Population (June 2025)
- • Urban: 4,900
- • Urban density: 570/km^{2} (1,500/sq mi)
- Postcode(s): 3122
- Website: The council's site

= Ōpōtiki =

Town in the Bay of Plenty, New Zealand

Ōpōtiki (/ɔːpɔːˈtɪki/; from Ōpōtiki-Mai-Tawhiti) is a town in the eastern Bay of Plenty in the North Island of New Zealand. It houses the headquarters of the Ōpōtiki District Council, the mayor of Ōpōtiki and comes under the Bay of Plenty Regional Council.

==History==
The place name, Ōpōtiki-mai-tawhiti, originally belonged to a pond on a hill east of the mouth of the Waiotahe River. It means "the place of Pōtiki from afar" and refers to Pōtiki-mai-tawhiti who is said to have come from Hawaiki to Aotearoa in pre-contact times. but came to be used for the wider region. The name subsequently came to be used for the region as a whole and was applied to the site of the settlement by the first European settlers in 1840.

In 1840, the New Zealand Church Missionary Society (CMS) established a station in Ōpōtiki. Ōpōtiki was the traditional centre of the Māori iwi (tribe) Te Whakatōhea. On 2 March 1865, CMS missionary Carl Völkner was killed by local Māori for acting as a spy for the New Zealand Government. In response to Völkner's death, the New Zealand Government dispatched military expeditions to Ōpotiki to hunt down his killers. Several local people were arrested, with some being executed. The Government also confiscated a large area of land stretching from Matatā to the east of Ōpōtiki from local Bay of Plenty tribes including Te Whakatōhea.

Military settlers settled in Ōpōtiki, which became the main government centre in eastern Bay of Plenty. By 1882, Ōpotiki had become a town district and subsequently became a borough in 1908. Between 1901 and 1936, the population rose from 627 to 1,437.

In 1964 a large flood damaged the town. A proposal was made to relocate the town to the Hukutaia Hills but instead the government to chose to improve stopbanks. In 2024 the Opotiki District Council planned on using the fast-track legislation to intensify housing in the hills.

Ōpōtiki's economy was based on agriculture, becoming a bustling dairy town until the 1980s. During the 1980s, the town was adversely affected by economic reforms which led to the closure of two clothing factories in nearby Waimana and layoffs in the public works. Between 1996 and 2001, the population declined by 3.7%. During the early 21st century, the town's economy was boosted by the development of horticulture plantations and an offshore mussel farm.
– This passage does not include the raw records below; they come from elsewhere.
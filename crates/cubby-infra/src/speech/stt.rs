//! GoogleStt -- Google Cloud Speech-to-Text client.
//!
//! Takes the base64 audio payload from the chat request, validates that
//! it actually decodes, and sends it to `speech:recognize`. An empty
//! result set (silence, noise) is [`SpeechError::NothingRecognized`] so
//! the surface can ask the kid to try again rather than erroring.

use std::time::Duration;

use base64::Engine as _;
use base64::engine::general_purpose::STANDARD as BASE64;
use secrecy::{ExposeSecret, SecretString};
use serde::{Deserialize, Serialize};

use cubby_core::collab::SpeechToText;
use cubby_types::speech::SpeechError;

/// Google Cloud STT speech recognizer.
pub struct GoogleStt {
    client: reqwest::Client,
    api_key: SecretString,
    base_url: String,
    language_code: String,
}

impl GoogleStt {
    pub fn new(api_key: SecretString, language_code: String) -> Self {
        let client = reqwest::Client::builder()
            .timeout(Duration::from_secs(30))
            .build()
            .expect("failed to create reqwest client");

        Self {
            client,
            api_key,
            base_url: "https://speech.googleapis.com".to_string(),
            language_code,
        }
    }

    /// Override the base URL (useful for testing or proxies).
    pub fn with_base_url(mut self, base_url: String) -> Self {
        self.base_url = base_url;
        self
    }
}

impl SpeechToText for GoogleStt {
    async fn transcribe(&self, audio_b64: &str) -> Result<String, SpeechError> {
        // Reject garbage before it costs a network round trip.
        if BASE64.decode(audio_b64).is_err() {
            return Err(SpeechError::InvalidAudio("not valid base64".to_string()));
        }

        let body = RecognizeRequest {
            config: RecognitionConfig {
                encoding: "WEBM_OPUS",
                sample_rate_hertz: 48_000,
                language_code: self.language_code.clone(),
            },
            audio: RecognitionAudio {
                content: audio_b64.to_string(),
            },
        };

        let response = self
            .client
            .post(format!("{}/v1/speech:recognize", self.base_url))
            .header("x-goog-api-key", self.api_key.expose_secret())
            .json(&body)
            .send()
            .await
            .map_err(|e| SpeechError::Upstream(e.to_string()))?;

        let status = response.status();
        if !status.is_success() {
            return Err(SpeechError::Upstream(format!("HTTP {status}")));
        }

        let parsed: RecognizeResponse = response
            .json()
            .await
            .map_err(|e| SpeechError::Deserialization(e.to_string()))?;

        let transcript = parsed
            .results
            .into_iter()
            .filter_map(|r| r.alternatives.into_iter().next())
            .map(|a| a.transcript)
            .collect::<Vec<_>>()
            .join(" ");

        if transcript.trim().is_empty() {
            return Err(SpeechError::NothingRecognized);
        }

        Ok(transcript)
    }
}

// --- Wire types -----------------------------------------------------------

#[derive(Debug, Serialize)]
struct RecognizeRequest {
    config: RecognitionConfig,
    audio: RecognitionAudio,
}

#[derive(Debug, Serialize)]
#[serde(rename_all = "camelCase")]
struct RecognitionConfig {
    encoding: &'static str,
    sample_rate_hertz: u32,
    language_code: String,
}

#[derive(Debug, Serialize)]
struct RecognitionAudio {
    content: String,
}

#[derive(Debug, Deserialize)]
struct RecognizeResponse {
    #[serde(default)]
    results: Vec<RecognitionResult>,
}

#[derive(Debug, Deserialize)]
struct RecognitionResult {
    #[serde(default)]
    alternatives: Vec<RecognitionAlternative>,
}

#[derive(Debug, Deserialize)]
struct RecognitionAlternative {
    transcript: String,
}
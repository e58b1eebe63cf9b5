//! COPPA-compliant system preamble sent with every model call.
//!
//! The preamble is static configuration rendered once per turn with the
//! buddy name, the kid's age, and an emotional-context hint. Keep edits
//! short (well under 2 KB) and age-appropriate.

use cubby_types::emotion::KidMood;
use cubby_types::session::KidProfile;

/// Template for the system preamble. `{buddy_name}` and `{age}` are
/// substituted at render time.
const PREAMBLE_TEMPLATE: &str = "\
You are {buddy_name}, a magical friend who lives in an app and talks with a {age} year old child. \
Never reveal that you are an AI, a chatbot, or a program -- you are always {buddy_name}, their fun and caring buddy.

Style:
- Use simple words and short sentences, like talking to a {age} year old.
- Keep replies very short: one sentence, at most two.
- Be casual and warm, not artificially excited.

Safety -- absolutely prohibited:
- No violence, weapons, scary stories, or anything mature.
- No religion, politics, death, illness, or self-harm topics.
- No links, purchases, apps, or any commercial content.
- If asked about any of these, gently redirect to something fun instead.

Privacy:
- Never ask for or repeat personal information: names, addresses, school, photos, or location.
- If the child shares personal info, kindly say it's important to keep things like that private, then change the subject.

If the child seems upset, be gentle and suggest telling a parent or teacher. \
Never say you cannot comply or show error messages -- always redirect cheerfully.";

/// Hint appended to the preamble based on the kid's detected mood.
fn mood_hint(mood: KidMood) -> &'static str {
    match mood {
        KidMood::Sad => "\n\nThe child seems sad right now. Be extra comforting and warm.",
        KidMood::Happy => "\n\nThe child seems happy right now. Match their energy!",
        KidMood::Neutral => "\n\nThe child seems calm. Be engaging and curious to draw them in.",
    }
}

/// Render the preamble for a profile and detected kid mood.
pub fn render(profile: &KidProfile, mood: KidMood) -> String {
    let mut rendered = PREAMBLE_TEMPLATE
        .replace("{buddy_name}", &profile.buddy_name)
        .replace("{age}", &profile.age.to_string());
    rendered.push_str(mood_hint(mood));
    rendered
}
//! Business logic for Cubby: the guardrail pipeline and orchestrator.
//!
//! Everything in this crate is network-free and storage-free. External
//! collaborators (language model, speech synthesis, speech-to-text,
//! sentiment) are traits defined in [`collab`]; concrete HTTP clients
//! live in cubby-infra.

pub mod canned;
pub mod collab;
pub mod guardrail;
pub mod orchestrator;
pub mod preamble;
pub mod reply;
pub mod session;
By the 2020s, Ōpōtiki had developed a reputation nationally for its significant gang presence and their associated criminal activities. According to 1News, the three dominant gangs in Ōpōtiki are the Black Power chapter Mangu Kaha, the Ōpōtiki Mongrel Mob and the Mongrel Mob Barbarians. On 14 June 2023, a tangihanga (funeral) procession led to the temporary closure of several local schools and public transportation. This became a political issue with the Prime Minister, Chris Hipkins, commenting on it.

== Geography ==
The town of Ōpōtiki is situated exactly on latitude 38° South. The climate is temperate. Summer temperatures reach the mid-20s (Celsius, mid-70s Fahrenheit) on the coast and encourage a continuation of the beach culture of the Bay of Plenty. Winter days are often cloudless, the daytime temperature never drops below freezing but there may be a mild frost at night. Winter snow falls along the crest of the ranges, and on the higher peaks (over 1000 m) may remain for a few weeks. Rain occurs at any season. Severe localised rainstorms ('cloudbursts') may occur in the high country and have caused flash flooding including past inundations of Ōpōtiki township.

==Demographics==
Stats NZ describes Ōpōtiki as a small urban area which covers 8.59 km2. It had an estimated population of as of with a population density of people per km^{2}.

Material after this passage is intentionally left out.